Anyone have any idea of what these are?


----------



## boonedoggle (Jun 23, 2006)

I dunno, but if so, nothing like boiled beetle eggs!:dr


----------



## Scimmia (Sep 22, 2006)

Beetle eggs are virtually microscopic, so that's not it. It could be a cocoon, I guess.


----------



## burninator (Jul 11, 2006)

boonedoggle said:


> I dunno, but if so, nothing like boiled beetle eggs!:dr


I prefer mine steamed with a little hollandaise, but to each his own.


----------



## JCK (Nov 9, 2006)

ummm popcorn.. never seen anything like that but it'd be interesting to hear on what it may be


----------



## boonedoggle (Jun 23, 2006)

burninator said:


> I prefer mine steamed with a little hollandaise, but to each his own.


mmmm! Bon Appetit!


----------



## SmokinApe (Jun 20, 2007)

i like mine with bacon!


----------



## bobarian (Oct 1, 2007)

Agree with the others, eggs are probably too small to notice. Even a full grown beetle would boil and pop.(Like ant under a magnifying glass:r)
Whatever that is I am glad I didnt smoke it!:bn


----------



## zemekone (Aug 1, 2004)

if i had to guess, prolly leaf plus oils from the leaf...


----------



## SmokinApe (Jun 20, 2007)

if i was a betting man, i would bet it was an egg fixing to become a larvae...


----------



## lenguamor (Nov 23, 2006)

Since it was a _Culebra_, maybe they were snake eggs?


----------



## SmokinApe (Jun 20, 2007)

Did you dissect it further?


----------



## NCRadioMan (Feb 28, 2005)

zemekone said:


> if i had to guess, prolly leaf plus oils from the leaf...


:tpd: Seen it many times as I smoked. If you have a torch, put it close the end of lit cigar and you will see them form.


----------



## hk3 (Jan 29, 2008)

Ha ha ha! Eggs.....:r It's the oils from the leaves. If you put the lighter to them again they will just bubble more. 

I like the snake eggs the best! :tu Doesn't cocaine sizzle like that? :r:bn


----------



## worr lord (Feb 3, 2007)

NCRadioMan said:


> :tpd: Seen it many times as I smoked. If you have a torch, put it close the end of lit cigar and you will see them form.

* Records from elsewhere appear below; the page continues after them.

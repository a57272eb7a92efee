//! Demo mode: a simple computer player
//!
//! Aims straight at the cup with seeded jitter and picks a drag length from
//! the distance to roll on flat grass. It knows nothing about walls, ramps
//! or trees, so it only reliably sinks holes with a clear line to the cup.
//! Used for headless runs and soak tests.

use glam::{Quat, Vec2, Vec3};
use rand::{Rng, SeedableRng};
use rand_pcg::Pcg32;

use super::state::{GamePhase, Session};
use crate::horizontal;

/// Screen point where demo drags begin
const DRAG_ORIGIN: Vec2 = Vec2::new(400.0, 300.0);

/// A planned pull-back gesture in screen space
#[derive(Debug, Clone, Copy, PartialEq)]
pub struct Gesture {
    pub start: Vec2,
    pub end: Vec2,
}

/// Computer player
#[derive(Debug, Clone)]
pub struct Autoplayer {
    rng: Pcg32,
    /// Max aim error either side (radians)
    aim_jitter: f32,
    /// Max relative power error either side
    power_jitter: f32,
    /// Intentional overshoot so the ball reaches the cup still rolling
    overshoot: f32,
}

impl Autoplayer {
    pub fn new(seed: u64) -> Self {
        Self::with_jitter(seed, 0.05, 0.1)
    }

    pub fn with_jitter(seed: u64, aim_jitter: f32, power_jitter: f32) -> Self {
        Self {
            rng: Pcg32::seed_from_u64(seed),
            aim_jitter,
            power_jitter,
            overshoot: 1.25,
        }
    }

    /// Plan the next shot, or `None` if the session is not waiting for one
    pub fn plan_shot(&mut self, session: &Session) -> Option<Gesture> {
        if session.phase() != GamePhase::Idle || session.is_paused() {
            return None;
        }

        let tuning = session.tuning();
        let to_hole = horizontal(session.level().hole_position - session.ball().position);
        let distance = to_hole.length();
        if distance <= f32::EPSILON {
            return None;
        }

        let mut aim = to_hole / distance;
        if self.aim_jitter > 0.0 {
            let error = self.rng.random_range(-self.aim_jitter..=self.aim_jitter);
            aim = Quat::from_rotation_y(error) * aim;
        }

        // Friction bites every other frame on flat grass, so a ball launched
        // at speed s rolls about 2s / (1 - friction)
        let speed = distance * (1.0 - tuning.ground_friction) / 2.0 * self.overshoot;
        let mut power = speed / tuning.shot_power_scale;
        if self.power_jitter > 0.0 {
            power *= 1.0 + self.rng.random_range(-self.power_jitter..=self.power_jitter);
        }
        let power = power.clamp(tuning.min_shot_power + 1.0, 100.0);

        let length = power / 100.0 * tuning.max_drag_distance;
        Some(Gesture {
            start: DRAG_ORIGIN,
            end: DRAG_ORIGIN + drag_for_aim(aim) * length,
        })
    }
}

/// Unit screen drag that releases toward `aim`
fn drag_for_aim(aim: Vec3) -> Vec2 {
    Vec2::new(-aim.x, -aim.z).normalize_or_zero()
}

/// Play one gesture through the session's pointer interface
pub fn perform(session: &mut Session, gesture: Gesture) {
    session.pointer_down(gesture.start);
    session.pointer_move(gesture.end);
    session.pointer_up();
}

/// Run frames until the ball stops, sinks or the frame budget runs out
pub fn settle(session: &mut Session, max_frames: u32) -> u32 {
    let mut frames = 0;
    while session.is_ball_moving() && frames < max_frames {
        session.tick();
        frames += 1;
    }
    frames
}

/// Play a whole hole; returns strokes taken (holed or not)
pub fn play_hole(session: &mut Session, player: &mut Autoplayer, max_strokes: u32) -> u32 {
    const MAX_FRAMES_PER_SHOT: u32 = 20_000;

    while !session.is_hole_completed() && session.strokes() < max_strokes {
        let Some(gesture) = player.plan_shot(session) else {
            break;
        };
        perform(session, gesture);
        let frames = settle(session, MAX_FRAMES_PER_SHOT);
        log::debug!(
            "Stroke {} settled after {} frames at {}",
            session.strokes(),
            frames,
            session.ball().position
        );
        if session.is_ball_moving() {
            log::warn!("Ball still moving after {} frames, giving up", frames);
            break;
        }
    }
    session.strokes()
}

#[cfg(test)]
mod tests {
    use super::*;
    use crate::course::Level;
    use crate::settings::Tuning;

    fn open_session() -> Session {
        let level = Level::new(1, "Open", Vec3::new(0.0, 0.2, 8.0), Vec3::new(0.0, 0.01, -8.0), 0.25);
        Session::new(level, Tuning::default()).unwrap()
    }

    #[test]
    fn test_plan_aims_at_hole() {
        let session = open_session();
        let mut player = Autoplayer::with_jitter(1, 0.0, 0.0);
        let gesture = player.plan_shot(&session).unwrap();
        let drag = gesture.end - gesture.start;
        // Hole is toward -Z, so the drag pulls toward +Y on screen
        assert!(drag.x.abs() < 1e-4);
        assert!(drag.y > 0.0);
    }

    #[test]
    fn test_no_plan_while_moving() {
        let mut session = open_session();
        let mut player = Autoplayer::new(3);
        let gesture = player.plan_shot(&session).unwrap();
        perform(&mut session, gesture);
        assert!(session.is_ball_moving());
        assert!(player.plan_shot(&session).is_none());
    }

    #[test]
    fn test_same_seed_same_plan() {
        let session = open_session();
        let a = Autoplayer::new(42).plan_shot(&session);
        let b = Autoplayer::new(42).plan_shot(&session);
        assert_eq!(a, b);
    }

    #[test]
    fn test_sinks_open_hole() {
        let mut session = open_session();
        let mut player = Autoplayer::with_jitter(7, 0.0, 0.0);
        let strokes = play_hole(&mut session, &mut player, 5);
        assert!(session.is_hole_completed());
        assert!(strokes >= 1 && strokes <= 5);
    }
}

Yep. I was just noticing this the other night with a SCdlH Oficio when I forgot to grab a strip of cedar.


----------



## Big Dawg (Sep 1, 2006)

Off subject a bit, but kudos for such a fantastic shot! :tu

Great photography, just too bad it wasn't something a little more aesthetic.


----------



## DonnieW (Jul 2, 2008)

Big Dawg said:


> Off subject a bit, but kudos for such a fantastic shot! :tu
> 
> Great photography, just too bad it wasn't something a little more aesthetic.


Personally, I thought the arrow was a nice touch. :tu Doesn't even let one wander over the rest of the photo.


----------



## Bax (Sep 12, 2007)

Did you find little curly shoes and a hat? If so they could be Keebler elf nuts. :ss


----------



## burninator (Jul 11, 2006)

I'm surprised the cigar burned at all with that big arrowhead in it. Bet the draw was tight as hell.


----------



## JCK (Nov 9, 2006)

they look like tabacco flavored nerds.


----------



## andrewsutherland2002 (Feb 16, 2008)

khubli said:


> they look like tabacco flavored nerds.


 :r:r They are shaped exactly like Nerds.


----------



## Will_S (Jan 2, 2008)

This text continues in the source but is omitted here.